João Pedro de Magalhães
Dr de Magalhaes graduated in Microbiology in 1999 from the Escola Superior de Biotecnologia in his hometown of Porto, Portugal, and then obtained his PhD in 2004 from the University of Namur in Belgium. Following a postdoc at Harvard Medical School, in 2008 Dr de Magalhaes was recruited to the University of Liverpool. He is now a reader and leads the Integrative Genomics of Ageing Group (http://pcwww.liv.ac.uk/~aging/). His lab studies the ageing process and how we can manipulate it to fend off age-related diseases and improve human health. Dr de Magalhaes also coordinates the UK Cryonics and Cryopreservation Research Network (http://www.cryonics-research.org.uk/).
Keir Phillip
Keir started B-boying (breakdancing) aged 13 and has toured the UK and overseas, featuring in music videos and festivals such as Glastonbury. He now works as a doctor and has undertaken clinical work and research in his current home of London and several countries in sub-Saharan Africa.
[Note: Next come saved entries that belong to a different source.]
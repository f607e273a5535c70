//! src/wisher.rs
//!
//! Once per invocation: work out "today" in the target timezone, read every
//! employee born on that month/day and send each of them one birthday email.
//! A failed send is recorded and the run moves on to the next employee. Only
//! a store failure aborts the run.
use crate::domain::{Employee, EmployeeEmail};
use crate::email::{Mailer, NotificationError};
use crate::store::{self, StoreError};
use chrono::{DateTime, Datelike, FixedOffset, NaiveDate, NaiveTime, Timelike, Utc};
use serde::Deserialize;
use sqlx::PgPool;

/// When Feb 29 birthdays are celebrated in non-leap years.
#[derive(Debug, Default, Clone, Copy, PartialEq, Eq, Deserialize)]
#[serde(rename_all = "lowercase")]
pub enum LeapDayPolicy {
    #[default]
    Feb28,
    Mar1,
    Never,
}

pub fn today_in(offset: FixedOffset, now: DateTime<Utc>) -> NaiveDate {
    now.with_timezone(&offset).date_naive()
}

/// The (month, day) pairs whose birthdays are celebrated on a given date.
#[derive(Debug, Clone, PartialEq, Eq)]
pub struct MatchDays {
    date: NaiveDate,
    days: Vec<(u32, u32)>,
}

impl MatchDays {
    pub fn for_date(date: NaiveDate, policy: LeapDayPolicy) -> Self {
        let today = (date.month(), date.day());
        let mut days = vec![today];

        if !is_leap_year(date.year()) {
            let stand_in = match policy {
                LeapDayPolicy::Feb28 => Some((2, 28)),
                LeapDayPolicy::Mar1 => Some((3, 1)),
                LeapDayPolicy::Never => None,
            };
            if stand_in == Some(today) {
                days.push((2, 29));
            }
        }

        Self { date, days }
    }

    pub fn date(&self) -> NaiveDate {
        self.date
    }

    pub fn contains(&self, birthday: NaiveDate) -> bool {
        self.days.contains(&(birthday.month(), birthday.day()))
    }

    pub fn iter(&self) -> impl Iterator<Item = (u32, u32)> + '_ {
        self.days.iter().copied()
    }
}

fn is_leap_year(year: i32) -> bool {
    NaiveDate::from_ymd_opt(year, 2, 29).is_some()
}

#[derive(Debug)]
pub struct NotificationFailure {
    pub email: EmployeeEmail,
    pub error: NotificationError,
}

#[derive(Debug)]
pub struct WishReport {
    pub date: NaiveDate,
    pub matched: usize,
    pub sent: Vec<EmployeeEmail>,
    pub failures: Vec<NotificationFailure>,
}

impl WishReport {
    pub fn is_success(&self) -> bool {
        self.failures.is_empty()
    }
}

/// How a daily run ended, as reported to the scheduler through the exit code.
#[derive(Debug, Clone, Copy, PartialEq, Eq)]
pub enum RunStatus {
    Success,
    /// The store could not be read, so nobody was wished.
    Aborted,
    /// Every match was attempted but some emails were not delivered.
    NotificationsFailed,
}

impl RunStatus {
    pub fn of(outcome: &Result<WishReport, StoreError>) -> Self {
        match outcome {
            Ok(report) if report.is_success() => RunStatus::Success,
            Ok(_) => RunStatus::NotificationsFailed,
            Err(_) => RunStatus::Aborted,
        }
    }

    pub fn exit_code(self) -> u8 {
        match self {
            RunStatus::Success => 0,
            RunStatus::Aborted => 1,
            RunStatus::NotificationsFailed => 2,
        }
    }
}

impl From<RunStatus> for std::process::ExitCode {
    fn from(status: RunStatus) -> Self {
        std::process::ExitCode::from(status.exit_code())
    }
}

#[tracing::instrument(name = "Find employees with a birthday", skip(pool, match_days), fields(date = %match_days.date()))]
pub async fn find_birthday_employees(
    pool: &PgPool,
    match_days: &MatchDays,
) -> Result<Vec<Employee>, StoreError> {
    let mut employees = Vec::new();

    for (month, day) in match_days.iter() {
        for record in store::employees_born_on(pool, month, day).await? {
            let email = record.email.clone();
            match record.into_employee(match_days.date()) {
                Ok(employee) => employees.push(employee),
                Err(e) => {
                    tracing::warn!(
                        error.cause_chain = ?e,
                        "Skipping employee {} because {}", email, e);
                }
            }
        }
    }

    Ok(employees)
}

#[tracing::instrument(name = "Wish happy birthday", skip(pool, mailer, match_days), fields(date = %match_days.date()))]
pub async fn wish_happy_birthdays(
    pool: &PgPool,
    mailer: &Mailer,
    match_days: &MatchDays,
) -> Result<WishReport, StoreError> {
    let employees = find_birthday_employees(pool, match_days).await?;
    tracing::info!("Found {} employees with a birthday today", employees.len());

    let mut report = WishReport {
        date: match_days.date(),
        matched: employees.len(),
        sent: Vec::new(),
        failures: Vec::new(),
    };

    for employee in employees {
        match mailer.send_birthday_email(&employee).await {
            Ok(()) => {
                tracing::info!("Sent a birthday email to {}", employee.email);
                report.sent.push(employee.email);
            }
            Err(error) => {
                tracing::error!(
                    error.cause_chain = ?error,
                    "Failed to send a birthday email to {}", employee.email);
                report.failures.push(NotificationFailure {
                    email: employee.email,
                    error,
                });
            }
        }
    }

    Ok(report)
}

/// The UTC wall-clock time at which `local_time` occurs in the target timezone.
pub fn trigger_time_utc(offset: FixedOffset, local_time: NaiveTime) -> NaiveTime {
    let (utc, _) = local_time
        .overflowing_sub_signed(chrono::Duration::seconds(offset.local_minus_utc() as i64));
    utc
}

pub fn cron_expression(utc_time: NaiveTime) -> String {
    format!("{} {} * * *", utc_time.minute(), utc_time.hour())
}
His interests lie in holistic, assets-based approaches to healing and rehabilitation, and, in particular, the development of dance-based rehabilitation programs for patients. He is the dancer in residence for Vital Arts, founder of the DanceAble Collective, a UCLPartner Improvement Fellow, and an honorary Research Fellow at the UCL Institute for Health and Human Performance.
Mary Poffenroth
Whether through creating videos for Wiley & Sons, writing for popular publications such as Science, or speaking to sci-curious crowds at live events, Mary’s goals are the same: Make science accessible for all. As a first generation college student who became a university biology lecturer for San Jose State University in 2007, Mary is deeply connected to the need to create opportunities for people of all ages to find wonder in our natural world.
Oriol Vinyals
Oriol Vinyals is a Research Scientist at Google DeepMind, working on Deep Learning. Oriol holds a Ph.D. in EECS from University of California, Berkeley, a Masters degree from University of California, San Diego, and a double degree in Mathematics and Telecommunication Engineering from UPC, Barcelona. He is a recipient of the 2011 Microsoft Research PhD Fellowship. He was an early adopter of the new deep learning wave at Berkeley, and in his thesis he focused on non-convex optimization and recurrent neural networks. At Google Brain and Google DeepMind he continues working on his areas of interest, which include artificial intelligence, with particular emphasis on machine learning, language, and vision.
Rikke Rosenlund
Rikke is founder and CEO of BorrowMyDoggy. Before becoming an entrepreneur, Rikke worked in financial services for over 7 years and received an MBA from INSEAD. She was born in Denmark but has since lived in the UK, US and Latin America. Rikke has been involved in various NGO work including delivering aid in disaster areas. Rikke founded BorrowMyDoggy in 2012 after taking care of a neighbour’s dog “Aston” for the day. She realised that dog owners could use a helping hand to look after their dogs; and lots of people would love to help taking care of a dog. The concept for BorrowMyDoggy was born, with the aim to leave 'Pawprints of Happiness' on the lives of dogs and people.
Sanjeev Gupta
Prof. Sanjeev Gupta is a geologist in the Department of Earth Science and Engineering at Imperial College. He is interested in the evolution of landscapes and the processes that shape them on Earth and Mars. He has studied sedimentary rock formations in places like the Sinai Peninsula, Egypt, and New Mexico, ancient river systems associated with the Indus Civilisation in India, and landscapes under the sea in the English Channel. He is a Co-Investigator on the Mastcam camera team on NASA's Mars Science Laboratory - the Curiosity rover - where his role is to analyse ancient sedimentary rocks on Mars and determine if the Red Planet could ever have been habitable for life.